Alguns de meus melhores instrutores a esse respeito foram jovens líderes. Uma jovem líder, com vinte e poucos anos, disse: "O modo como vamos é importante, e não aonde vamos. Eu quero ir acompanhada e com fé". Outra jovem disse: "Sinto que estamos de mãos dadas enquanto caminhamos para o interior de bosques profundos e sombrios". Uma mulher do Zimbábue, num momento muito difícil, escreveu: "Na minha dor eu me vi sendo amparada, todos nós amparando uns aos outros nessa teia amorosa. Dor e amor no mesmo lugar. Senti como se meu coração fosse explodir com todo aquele amparo".
"Uma jovem líder, com vinte e poucos anos, disse: 'O modo como vamos é importante, e não aonde vamos. Eu quero ir acompanhada e com fé'."
Thomas Merton estava certo: somos consolados e fortalecidos quando estamos desesperançosos, mas juntos. Não precisamos de resultados; precisamos uns dos outros.

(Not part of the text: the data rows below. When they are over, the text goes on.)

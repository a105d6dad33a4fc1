//! Runtime logger configuration

use std::path::PathBuf;

use anyhow::{Context, Result};
use serde::{Deserialize, Serialize};
use tracing::Level;

/// Main logger configuration
#[derive(Debug, Clone, Serialize, Deserialize)]
pub struct LoggerConfig {
    pub console: ConsoleConfig,
    pub file: FileConfig,
    pub level: String,
}

impl LoggerConfig {
    /// Create a new logger configuration with validation
    pub fn new(console: ConsoleConfig, file: FileConfig, level: String) -> Result<Self> {
        let config = Self {
            console,
            file,
            level,
        };
        config.validate()?;
        Ok(config)
    }

    pub fn validate(&self) -> Result<()> {
        self.parse_level()
            .with_context(|| format!("Invalid log level: {}", self.level))?;

        self.file.validate().context("Invalid file configuration")?;

        if !self.console.enabled && !self.file.enabled {
            anyhow::bail!("At least one output (console or file) must be enabled");
        }

        Ok(())
    }

    /// Parse the log level string into a tracing::Level
    pub fn parse_level(&self) -> Result<Level> {
        match self.level.to_lowercase().as_str() {
            "trace" => Ok(Level::TRACE),
            "debug" => Ok(Level::DEBUG),
            "info" => Ok(Level::INFO),
            "warn" => Ok(Level::WARN),
            "error" => Ok(Level::ERROR),
            _ => anyhow::bail!(
                "Invalid log level '{}'. Valid levels are: trace, debug, info, warn, error",
                self.level
            ),
        }
    }
}

impl Default for LoggerConfig {
    fn default() -> Self {
        Self {
            console: ConsoleConfig::default(),
            file: FileConfig::default(),
            level: "info".to_string(),
        }
    }
}

/// Console output configuration
#[derive(Debug, Clone, Serialize, Deserialize)]
pub struct ConsoleConfig {
    pub enabled: bool,
    /// ANSI colours; only applied when stdout is a terminal
    pub colored: bool,
}

impl ConsoleConfig {
    pub fn new(enabled: bool, colored: bool) -> Self {
        Self { enabled, colored }
    }
}

impl Default for ConsoleConfig {
    fn default() -> Self {
        Self {
            enabled: true,
            colored: true,
        }
    }
}

/// File output configuration
#[derive(Debug, Clone, Serialize, Deserialize)]
pub struct FileConfig {
    pub enabled: bool,
    pub path: PathBuf,
    pub append: bool,
    pub format: LogFormat,
}

impl FileConfig {
    pub fn new(enabled: bool, path: PathBuf, append: bool, format: LogFormat) -> Self {
        Self {
            enabled,
            path,
            append,
            format,
        }
    }

    /// Pure check; the writer creates missing directories on open.
    pub fn validate(&self) -> Result<()> {
        if self.enabled && self.path.as_os_str().is_empty() {
            anyhow::bail!("File path cannot be empty when file output is enabled");
        }
        Ok(())
    }
}

impl Default for FileConfig {
    fn default() -> Self {
        Self {
            enabled: false,
            path: PathBuf::from("logs/users-api.log"),
            append: true,
            format: LogFormat::Json,
        }
    }
}

/// Log format options
#[derive(Debug, Clone, Copy, Default, Serialize, Deserialize, PartialEq, Eq)]
#[serde(rename_all = "lowercase")]
pub enum LogFormat {
    #[default]
    Full,
    Compact,
    Json,
}

impl std::str::FromStr for LogFormat {
    type Err = anyhow::Error;

    fn from_str(s: &str) -> Result<Self, Self::Err> {
        match s.to_lowercase().as_str() {
            "full" => Ok(LogFormat::Full),
            "compact" => Ok(LogFormat::Compact),
            "json" => Ok(LogFormat::Json),
            _ => anyhow::bail!(
                "Invalid log format '{}'. Valid formats are: full, compact, json",
                s
            ),
        }
    }
}

impl LogFormat {
    pub fn as_str(&self) -> &'static str {
        match self {
            LogFormat::Full => "full",
            LogFormat::Compact => "compact",
            LogFormat::Json => "json",
        }
    }
}

#[cfg(test)]
mod tests {
    use super::*;

    #[test]
    fn test_default_config_is_valid() {
        assert!(LoggerConfig::default().validate().is_ok());
    }

    #[test]
    fn test_invalid_log_level() {
        let config = LoggerConfig {
            level: "chatty".to_string(),
            ..Default::default()
        };
        assert!(config.validate().is_err());
    }

    #[test]
    fn test_both_outputs_disabled() {
        let result = LoggerConfig::new(
            ConsoleConfig::new(false, false),
            FileConfig::default(),
            "info".to_string(),
        );
        assert!(result.is_err());
    }

    #[test]
    fn test_enabled_file_requires_path() {
        let file = FileConfig::new(true, PathBuf::new(), true, LogFormat::Full);
        assert!(file.validate().is_err());
    }

    #[test]
    fn test_log_format_parsing() {
        assert_eq!("full".parse::<LogFormat>().unwrap(), LogFormat::Full);
        assert_eq!("Compact".parse::<LogFormat>().unwrap(), LogFormat::Compact);
        assert_eq!("JSON".parse::<LogFormat>().unwrap(), LogFormat::Json);
        assert!("yaml".parse::<LogFormat>().is_err());
        assert_eq!(LogFormat::Json.as_str(), "json");
    }
}
//! Command handlers for CLI operations
//!
//! This module contains handlers for different CLI commands,
//! separating command execution logic from parsing and validation.

pub mod serve;

pub use serve::ServeCommandHandler;
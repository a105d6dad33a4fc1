//! Configuration merger for CLI arguments and config files
//!
//! This module handles merging CLI argument overrides with file-based configuration,
//! implementing the configuration precedence logic.

use super::parser::{Cli, Commands};
use crate::config::error::ConfigError;
use crate::config::{ConfigLoader, Environment, Settings};

/// Applies CLI overrides on top of file-based configuration.
///
/// Precedence, lowest first: configuration files, `USERS_API_*` environment
/// variables, global flags (`--verbose`/`--quiet`), then `serve` options.
pub struct ConfigurationMerger {
    base_config: Settings,
    environment: Environment,
}

impl ConfigurationMerger {
    /// Create a new configuration merger with base configuration
    pub fn new(base_config: Settings, environment: Environment) -> Self {
        Self {
            base_config,
            environment,
        }
    }

    /// Load base configuration honoring `--config` and `--env`.
    ///
    /// # Errors
    /// Returns ConfigError if configuration loading or validation fails
    pub fn from_cli(cli: &Cli) -> Result<Self, ConfigError> {
        let loader = Self::loader_for(ConfigLoader::new()?, cli)?;
        let environment = loader.environment();
        Ok(Self::new(loader.load()?, environment))
    }

    fn loader_for(mut loader: ConfigLoader, cli: &Cli) -> Result<ConfigLoader, ConfigError> {
        if let Some(env) = cli.env {
            loader = loader.with_environment(env.into());
        }
        if let Some(ref path) = cli.config {
            loader = loader.with_config_file(path)?;
        }
        Ok(loader)
    }

    /// Merge CLI arguments with the base configuration
    ///
    /// The merged configuration is validated again, since overrides can make
    /// it invalid.
    pub fn merge_cli_args(&self, cli: &Cli) -> Result<Settings, ConfigError> {
        let mut config = self.base_config.clone();

        Self::apply_global_overrides(&mut config, cli);

        if let Some(ref command) = cli.command {
            Self::apply_command_overrides(&mut config, command);
        }

        config.validate()?;

        Ok(config)
    }

    fn apply_global_overrides(config: &mut Settings, cli: &Cli) {
        if cli.verbose {
            config.logger.level = "debug".to_string();
        } else if cli.quiet {
            config.logger.level = "error".to_string();
        }
    }

    fn apply_command_overrides(config: &mut Settings, command: &Commands) {
        match command {
            Commands::Serve {
                host,
                port,
                log_level,
                dry_run: _,
            } => {
                if let Some(host_addr) = host {
                    config.server.host = host_addr.clone();
                }

                if let Some(port_num) = port {
                    config.server.port = *port_num;
                }

                // Command-specific level wins over --verbose/--quiet
                if let Some(level) = log_level {
                    config.logger.level = (*level).into();
                }
            }
        }
    }

    /// Configuration as loaded, before CLI overrides
    pub fn config(&self) -> &Settings {
        &self.base_config
    }

    /// Environment whose overlay was loaded
    pub fn environment(&self) -> Environment {
        self.environment
    }
}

A desesperança me surpreendeu com a chegada da paciência. Quando abandono a busca da eficácia e observo a minha ansiedade desvanecer, a paciência vem. Dois líderes visionários, Moisés e Abrahão, levaram adiante promessas feitas pelo seu Deus, mas tiveram que abandonar a esperança de ver essas promessas se cumprirem enquanto ainda vivessem. Eles lideraram com fé, não com esperança, a partir de um relacionamento com algo além de sua compreensão.
T. S. Eliot descreve isto melhor do que ninguém, em Four Quartets: "Eu disse à minha alma: fique calma, e espere sem esperança / Pois a esperança seria esperança pela coisa errada; espere sem amor, / Pois o amor seria amor pela coisa errada; ainda há fé / Mas a fé, o amor e a esperança ainda estão todos à espera."
É assim que eu quero viajar neste tempo de incerteza: sem base, sem esperança, insegura, paciente, com clareza e acompanhada.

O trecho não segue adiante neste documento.